_Supplied records_
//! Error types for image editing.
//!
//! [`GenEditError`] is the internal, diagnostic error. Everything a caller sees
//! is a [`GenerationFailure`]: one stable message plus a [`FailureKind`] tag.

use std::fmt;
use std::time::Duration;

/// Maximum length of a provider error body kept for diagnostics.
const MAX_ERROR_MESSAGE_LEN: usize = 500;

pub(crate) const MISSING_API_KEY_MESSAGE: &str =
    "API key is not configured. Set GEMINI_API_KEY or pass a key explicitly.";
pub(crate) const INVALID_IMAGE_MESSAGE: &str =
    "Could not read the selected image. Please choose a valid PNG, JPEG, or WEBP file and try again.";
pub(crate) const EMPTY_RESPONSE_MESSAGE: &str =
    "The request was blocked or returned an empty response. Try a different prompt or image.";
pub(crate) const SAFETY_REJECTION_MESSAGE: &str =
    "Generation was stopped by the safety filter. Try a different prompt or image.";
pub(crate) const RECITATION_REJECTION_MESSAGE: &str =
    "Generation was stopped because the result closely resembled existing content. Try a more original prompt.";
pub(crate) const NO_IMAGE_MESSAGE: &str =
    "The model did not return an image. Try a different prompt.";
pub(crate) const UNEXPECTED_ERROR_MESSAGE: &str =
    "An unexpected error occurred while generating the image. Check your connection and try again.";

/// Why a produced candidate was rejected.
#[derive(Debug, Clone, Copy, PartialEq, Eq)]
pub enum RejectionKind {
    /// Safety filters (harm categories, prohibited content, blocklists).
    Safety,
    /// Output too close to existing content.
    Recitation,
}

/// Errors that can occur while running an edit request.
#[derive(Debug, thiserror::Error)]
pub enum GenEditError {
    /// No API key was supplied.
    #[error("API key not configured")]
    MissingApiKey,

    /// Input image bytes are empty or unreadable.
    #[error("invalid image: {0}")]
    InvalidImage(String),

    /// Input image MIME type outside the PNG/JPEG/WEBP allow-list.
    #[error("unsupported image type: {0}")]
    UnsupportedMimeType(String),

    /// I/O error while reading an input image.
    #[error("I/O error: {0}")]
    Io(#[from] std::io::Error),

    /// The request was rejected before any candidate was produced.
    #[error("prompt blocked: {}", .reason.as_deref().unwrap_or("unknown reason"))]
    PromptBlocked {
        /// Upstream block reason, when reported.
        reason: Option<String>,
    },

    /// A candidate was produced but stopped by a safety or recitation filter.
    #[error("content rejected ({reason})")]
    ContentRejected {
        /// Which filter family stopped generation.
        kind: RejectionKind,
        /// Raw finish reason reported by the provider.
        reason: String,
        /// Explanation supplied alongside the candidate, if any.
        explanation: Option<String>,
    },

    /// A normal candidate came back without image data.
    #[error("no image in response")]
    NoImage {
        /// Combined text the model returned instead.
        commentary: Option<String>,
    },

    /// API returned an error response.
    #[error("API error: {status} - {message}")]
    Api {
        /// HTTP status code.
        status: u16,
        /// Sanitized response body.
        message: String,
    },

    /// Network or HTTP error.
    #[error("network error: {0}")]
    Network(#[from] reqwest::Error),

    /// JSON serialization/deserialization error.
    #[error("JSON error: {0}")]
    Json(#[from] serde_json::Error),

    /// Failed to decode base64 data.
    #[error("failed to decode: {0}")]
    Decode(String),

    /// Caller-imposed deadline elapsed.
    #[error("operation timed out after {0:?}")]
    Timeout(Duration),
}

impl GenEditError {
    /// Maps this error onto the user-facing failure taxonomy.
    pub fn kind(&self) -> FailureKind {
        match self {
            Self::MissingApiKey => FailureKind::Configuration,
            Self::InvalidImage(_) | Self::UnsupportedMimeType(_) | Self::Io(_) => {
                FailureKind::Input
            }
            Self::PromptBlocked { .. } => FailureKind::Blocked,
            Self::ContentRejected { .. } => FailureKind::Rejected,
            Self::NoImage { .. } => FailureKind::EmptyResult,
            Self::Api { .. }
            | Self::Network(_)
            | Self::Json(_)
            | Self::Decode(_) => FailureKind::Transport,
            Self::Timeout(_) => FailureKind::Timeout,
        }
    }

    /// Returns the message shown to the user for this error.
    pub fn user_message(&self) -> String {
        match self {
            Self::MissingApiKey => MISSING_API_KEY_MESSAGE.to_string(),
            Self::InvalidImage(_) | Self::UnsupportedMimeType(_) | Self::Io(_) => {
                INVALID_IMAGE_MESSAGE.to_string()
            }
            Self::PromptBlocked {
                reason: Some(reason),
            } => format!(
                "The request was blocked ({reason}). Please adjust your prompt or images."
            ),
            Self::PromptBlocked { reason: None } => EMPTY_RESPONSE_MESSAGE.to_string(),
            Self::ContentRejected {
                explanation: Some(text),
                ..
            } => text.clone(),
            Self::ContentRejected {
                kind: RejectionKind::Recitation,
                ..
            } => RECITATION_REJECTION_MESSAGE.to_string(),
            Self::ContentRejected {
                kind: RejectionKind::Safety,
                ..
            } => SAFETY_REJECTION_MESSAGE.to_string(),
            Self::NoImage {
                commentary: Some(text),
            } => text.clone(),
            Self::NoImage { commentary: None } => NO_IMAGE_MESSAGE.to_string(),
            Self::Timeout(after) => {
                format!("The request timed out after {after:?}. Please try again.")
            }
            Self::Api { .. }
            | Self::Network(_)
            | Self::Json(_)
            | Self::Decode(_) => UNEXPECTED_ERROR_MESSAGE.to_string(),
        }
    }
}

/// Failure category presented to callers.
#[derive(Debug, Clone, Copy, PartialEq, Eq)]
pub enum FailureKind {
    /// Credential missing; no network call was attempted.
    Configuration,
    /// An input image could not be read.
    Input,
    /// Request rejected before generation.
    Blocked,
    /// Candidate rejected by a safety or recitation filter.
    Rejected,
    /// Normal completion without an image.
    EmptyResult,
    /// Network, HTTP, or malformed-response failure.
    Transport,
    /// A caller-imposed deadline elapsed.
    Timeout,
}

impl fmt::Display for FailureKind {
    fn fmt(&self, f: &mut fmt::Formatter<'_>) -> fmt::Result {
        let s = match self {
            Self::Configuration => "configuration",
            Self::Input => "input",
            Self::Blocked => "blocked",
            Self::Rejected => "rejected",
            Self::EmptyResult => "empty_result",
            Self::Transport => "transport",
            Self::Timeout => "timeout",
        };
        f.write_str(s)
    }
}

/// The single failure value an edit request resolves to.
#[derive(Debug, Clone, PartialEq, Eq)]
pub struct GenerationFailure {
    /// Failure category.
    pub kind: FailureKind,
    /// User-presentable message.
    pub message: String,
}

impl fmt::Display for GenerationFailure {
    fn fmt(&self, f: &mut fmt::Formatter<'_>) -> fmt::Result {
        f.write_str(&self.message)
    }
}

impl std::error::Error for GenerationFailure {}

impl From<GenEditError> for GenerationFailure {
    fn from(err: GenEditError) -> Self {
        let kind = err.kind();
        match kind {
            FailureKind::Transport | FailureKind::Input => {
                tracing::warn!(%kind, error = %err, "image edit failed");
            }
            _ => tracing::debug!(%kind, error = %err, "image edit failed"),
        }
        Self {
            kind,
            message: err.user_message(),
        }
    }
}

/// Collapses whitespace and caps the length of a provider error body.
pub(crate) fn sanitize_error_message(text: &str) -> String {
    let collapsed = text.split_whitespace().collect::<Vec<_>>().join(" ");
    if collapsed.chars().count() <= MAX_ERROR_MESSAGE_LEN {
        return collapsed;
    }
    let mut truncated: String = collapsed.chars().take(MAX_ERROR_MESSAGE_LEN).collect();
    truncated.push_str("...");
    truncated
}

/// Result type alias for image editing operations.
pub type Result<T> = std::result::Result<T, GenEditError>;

_Work item_
"not read the" marks the last line to print; print everything from the first line of the data through that line, unchanged, and nothing more.

_Result of this task_
//! Error types for image editing.
//!
//! [`GenEditError`] is the internal, diagnostic error. Everything a caller sees
//! is a [`GenerationFailure`]: one stable message plus a [`FailureKind`] tag.

use std::fmt;
use std::time::Duration;

/// Maximum length of a provider error body kept for diagnostics.
const MAX_ERROR_MESSAGE_LEN: usize = 500;

pub(crate) const MISSING_API_KEY_MESSAGE: &str =
    "API key is not configured. Set GEMINI_API_KEY or pass a key explicitly.";
pub(crate) const INVALID_IMAGE_MESSAGE: &str =
    "Could not read the selected image. Please choose a valid PNG, JPEG, or WEBP file and try again.";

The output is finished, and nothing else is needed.